A key feature of Whale Alert is a display linking near real-time acoustic buoys that listen for right whale calls to an iPad on a ship’s bridge showing the whale’s presence to captains transiting the shipping lanes in and around Stellwagen Bank National Marine Sanctuary. “The idea that right whales are directly contributing to conservation through their own calls is pretty exciting,” said Christopher Clark, whose team at the Bioacoustics Research Program at the Cornell Lab of Ornithology helped develop the acoustic detection and warning system.
North Atlantic right whales, which live along North America’s east coast from Nova Scotia to Florida, are one of the world’s rarest large animals and a species on the brink of extinction. Recent estimates put the population of North Atlantic right whales at approximately 350 to 550 animals. Collision with ships is a leading cause of right whale death.
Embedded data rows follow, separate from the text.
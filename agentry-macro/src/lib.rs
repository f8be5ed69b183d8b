/*
 * Copyright (c) 2024. Govcraft
 *
 * Licensed under either of
 *   * Apache License, Version 2.0 (the "License");
 *     you may not use this file except in compliance with the License.
 *     You may obtain a copy of the License at http://www.apache.org/licenses/LICENSE-2.0
 *   * MIT license: http://opensource.org/licenses/MIT
 *
 * Unless required by applicable law or agreed to in writing, software
 * distributed under the License is distributed on an "AS IS" BASIS,
 * WITHOUT WARRANTIES OR CONDITIONS OF ANY KIND, either express or implied.
 * See the applicable License for the specific language governing permissions and
 * limitations under that License.
 */
#![forbid(unsafe_code)]

//! Agentry Macro Library
//!
//! Procedural macros for the Agentry multi-agent runtime.
//!
//! # Message Content Macro
//!
//! [`agentry_message`] turns a plain struct into typed message content that
//! can be attached to a `Message` and recovered on the receiving side:
//!
//! ```ignore
//! #[agentry_message]
//! pub struct RequestMsg {
//!     pub x: i32,
//! }
//!
//! // Override the class name carried on the wire.
//! #[agentry_message(class = "shell.ExecReq")]
//! pub struct ShellExecReq {
//!     pub cmd: String,
//! }
//! ```
//!
//! # Main Entry Point
//!
//! [`agentry_main`] wraps an async `main` in a Tokio runtime:
//!
//! ```ignore
//! use agentry::prelude::*;
//!
//! #[agentry_main]
//! async fn main() {
//!     let platform = Platform::real_time();
//!     // ... containers and agents
//!     platform.shutdown().await;
//! }
//! ```

use proc_macro::TokenStream;

use quote::quote;
use syn::{parse_macro_input, DeriveInput, ItemFn};

fn has_derive(input: &DeriveInput, trait_name: &str) -> bool {
    input.attrs.iter().any(|attr| {
        if attr.path().is_ident("derive") {
            let mut found = false;
            let _ = attr.parse_nested_meta(|meta| {
                if meta.path.is_ident(trait_name) {
                    found = true;
                }
                Ok(())
            });
            found
        } else {
            false
        }
    })
}

/// Configuration options parsed from `#[agentry_message(...)]` attributes.
#[derive(Default)]
struct MessageConfig {
    /// Class name override. Defaults to the struct identifier.
    class: Option<String>,
}

impl MessageConfig {
    /// Parse configuration from attribute tokens.
    fn parse(attr: &TokenStream) -> Self {
        let mut config = Self::default();

        let attr_string = attr.to_string();
        for part in attr_string.split(',') {
            let mut kv = part.splitn(2, '=');
            let key = kv.next().map(str::trim).unwrap_or_default();
            if key == "class" {
                if let Some(value) = kv.next() {
                    let value = value.trim().trim_matches('"').to_string();
                    if !value.is_empty() {
                        config.class = Some(value);
                    }
                }
            }
        }

        config
    }
}

/// Declares a struct as typed message content.
///
/// This expands to:
/// - `#[derive(Clone, Debug, serde::Serialize, serde::Deserialize)]` (only the ones not already present)
/// - an implementation of `agentry::prelude::MessageContent` whose `CLASS` is the
///   struct name, or the value given with `class = "..."`
///
/// **Note:** the generated derives refer to `::serde`, so the crate using the
/// macro needs `serde` as a dependency.
#[proc_macro_attribute]
pub fn agentry_message(attr: TokenStream, item: TokenStream) -> TokenStream {
    let config = MessageConfig::parse(&attr);

    let input = parse_macro_input!(item as DeriveInput);

    let name = &input.ident;
    let generics = &input.generics;
    let (impl_generics, ty_generics, where_clause) = generics.split_for_impl();

    let derives = {
        let mut traits = Vec::new();
        if !has_derive(&input, "Clone") {
            traits.push(quote!(Clone));
        }
        if !has_derive(&input, "Debug") {
            traits.push(quote!(Debug));
        }
        if !has_derive(&input, "Serialize") {
            traits.push(quote!(::serde::Serialize));
        }
        if !has_derive(&input, "Deserialize") {
            traits.push(quote!(::serde::Deserialize));
        }
        if traits.is_empty() {
            quote!()
        } else {
            quote!(#[derive(#(#traits),*)])
        }
    };

    let class = config.class.unwrap_or_else(|| name.to_string());

    let expanded = quote! {
        #derives
        #input

        impl #impl_generics ::agentry::prelude::MessageContent for #name #ty_generics #where_clause {
            const CLASS: &'static str = #class;
        }
    };

    TokenStream::from(expanded)
}

/// Entry point macro for Agentry applications.
///
/// Marks an async `main` as the application entry point and builds the Tokio
/// runtime around it.
///
/// - `flavor`: `"multi_thread"` (default) or `"current_thread"`
/// - `worker_threads`: number of worker threads for the multi-threaded runtime
///
/// ```ignore
/// #[agentry_main(worker_threads = 4)]
/// async fn main() { }
/// ```
#[proc_macro_attribute]
pub fn agentry_main(attr: TokenStream, item: TokenStream) -> TokenStream {
    let input = parse_macro_input!(item as ItemFn);

    let attrs = &input.attrs;
    let vis = &input.vis;
    let sig = &input.sig;
    let body = &input.block;

    if sig.asyncness.is_none() {
        return syn::Error::new_spanned(
            sig.fn_token,
            "the async keyword is missing from the function declaration",
        )
        .to_compile_error()
        .into();
    }

    if sig.ident != "main" {
        return syn::Error::new_spanned(
            &sig.ident,
            "agentry_main can only be applied to the main function",
        )
        .to_compile_error()
        .into();
    }

    let attr_string = attr.to_string();
    let use_current_thread = attr_string.contains("current_thread");

    let worker_threads: Option<usize> = attr_string
        .split(',')
        .find(|s| s.contains("worker_threads"))
        .and_then(|s| s.split('=').nth(1).and_then(|v| v.trim().parse().ok()));

    let runtime_builder = if use_current_thread {
        quote! {
            ::agentry::prelude::tokio::runtime::Builder::new_current_thread()
        }
    } else if let Some(threads) = worker_threads {
        quote! {
            ::agentry::prelude::tokio::runtime::Builder::new_multi_thread()
                .worker_threads(#threads)
        }
    } else {
        quote! {
            ::agentry::prelude::tokio::runtime::Builder::new_multi_thread()
        }
    };

    let fn_name = &sig.ident;
    let fn_inputs = &sig.inputs;
    let fn_output = &sig.output;

    let expanded = quote! {
        #(#attrs)*
        #vis fn #fn_name(#fn_inputs) #fn_output {
            #runtime_builder
                .enable_all()
                .build()
                .expect("Failed to build Agentry runtime")
                .block_on(async #body)
        }
    };

    TokenStream::from(expanded)
}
“In addition to increasing the chances of right whale survival, Whale Alert also decreases the risk of mariners being fined for violating regulations,” said Deborah Hadden, deputy port director for the Massachusetts Port Authority. “The shipping industry does not want to strike whales. Whale Alert is the combination of science and technology that we have been looking for to help resolve this issue.”
The link to the listening network is only part of what Whale Alert does. The app uses GPS, Automatic Identification System, Internet and digital nautical chart technologies to alert mariners to NOAA’s right whale conservation measures that are active in their immediate vicinity. NOAA is the U.S. agency with responsibility for protecting and recovering this endangered species.
“Why do right whales need their own app? There needs to be dramatic progress in conservation if the species is to survive. Whale Alert is a giant step in the right direction,” said Patrick Ramage, global whale director for the International Fund for Animals Welfare and one of the collaborators on Whale Alert. “Given the fragility of the right whale population, the loss of even one whale reduces its chances of long-term survival.”
“The app also moves whale conservation into the 21st century,” said Brad Winney, Co-Founder of EarthNC, Inc., developer of the WhaleAlert mobile application. “Whale Alert highlights the powerful role today’s web and mobile based technologies can have in the preservation efforts of endangered species worldwide.”
Whale Alert has been developed by a collaboration of government agencies, academic institutions, non-profit conservation groups and private sector industries, led by scientists at NOAA’s Stellwagen Bank National Marine Sanctuary. Collaborating organizations include Bioacoustics Research Program at Cornell University, Center for Coastal and Ocean Mapping at the University of New Hampshire, EarthNC, Excelerate Energy, EOM Offshore, Gaia GPS, International Fund for Animal Welfare, Massachusetts Port Authority, NOAA Fisheries Service, NOAA Stellwagen Bank National Marine Sanctuary, National Park Service, Cape Cod National Seashore, United States Coast Guard and the Woods Hole Oceanographic Institution.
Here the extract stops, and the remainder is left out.